WORK TASK
Every line containing the string "snapshot" is to be copied from the records.
■ ■ ■ ■ ■
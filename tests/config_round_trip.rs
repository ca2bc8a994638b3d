//! Config round-trip tests.
//!
//! Write a TOML file and a `.env` file, read them back through
//! `Config::resolve_from`, and check precedence. Each test uses a tempdir for
//! isolation and never touches the process environment.

use std::collections::HashMap;
use std::time::Duration;

use tempfile::tempdir;

use volume_loader::ConfigError;
use volume_loader::config::{Config, ENV_MOUNT_PATH, ENV_STOP_GRACE_SECS};

/// Parse a .env file into a HashMap using dotenvy.
fn read_env_map(path: &std::path::Path) -> HashMap<String, String> {
    dotenvy::from_path_iter(path)
        .expect("dotenvy should parse the .env file")
        .filter_map(|r| r.ok())
        .collect()
}

fn lookup(
    map: HashMap<String, String>,
) -> impl Fn(&str) -> Result<Option<String>, ConfigError> {
    move |key| Ok(map.get(key).cloned())
}

#[test]
fn file_values_are_used() {
    let dir = tempdir().unwrap();
    let path = dir.path().join("volume-loader.toml");
    std::fs::write(
        &path,
        r#"
stop_grace_secs = 45
mount_path = "/restore-target"
source_path = "/snapshot"
strict_resolve = true
keep_failed_loader = false
"#,
    )
    .unwrap();

    let config = Config::resolve_from(Some(&path), lookup(HashMap::new())).unwrap();

    assert_eq!(config.stop_grace_secs, 45);
    assert_eq!(config.mount_path, "/restore-target");
    assert_eq!(config.source_path, "/snapshot");
    assert!(config.strict_resolve);
    assert!(!config.keep_failed_loader);

    let runtime = config.volume_config();
    assert_eq!(runtime.stop_grace, Duration::from_secs(45));
    assert_eq!(runtime.bind_for("pgdata"), "pgdata:/restore-target");
}

#[test]
fn dotenv_overrides_file() {
    let dir = tempdir().unwrap();
    let toml_path = dir.path().join("volume-loader.toml");
    std::fs::write(&toml_path, "stop_grace_secs = 45\nmount_path = \"/from-file\"\n").unwrap();

    let env_path = dir.path().join(".env");
    std::fs::write(
        &env_path,
        format!("{ENV_STOP_GRACE_SECS}=5\n{ENV_MOUNT_PATH}=\"/from-env\"\n"),
    )
    .unwrap();

    let config = Config::resolve_from(Some(&toml_path), lookup(read_env_map(&env_path))).unwrap();

    assert_eq!(config.stop_grace_secs, 5);
    assert_eq!(config.mount_path, "/from-env");
}

#[test]
fn unknown_file_keys_are_rejected() {
    let dir = tempdir().unwrap();
    let path = dir.path().join("volume-loader.toml");
    std::fs::write(&path, "stop_grace = 45\n").unwrap();

    let err = Config::resolve_from(Some(&path), lookup(HashMap::new())).unwrap_err();

    assert!(matches!(err, ConfigError::ParseFile { .. }), "got {err}");
}

#[test]
fn missing_file_is_an_io_error() {
    let dir = tempdir().unwrap();
    let path = dir.path().join("absent.toml");

    let err = Config::resolve_from(Some(&path), lookup(HashMap::new())).unwrap_err();

    assert!(matches!(err, ConfigError::Io(_)));
}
■ ■ ■ ■ ■
TASK ANSWER
source_path = "/snapshot"
    assert_eq!(config.source_path, "/snapshot");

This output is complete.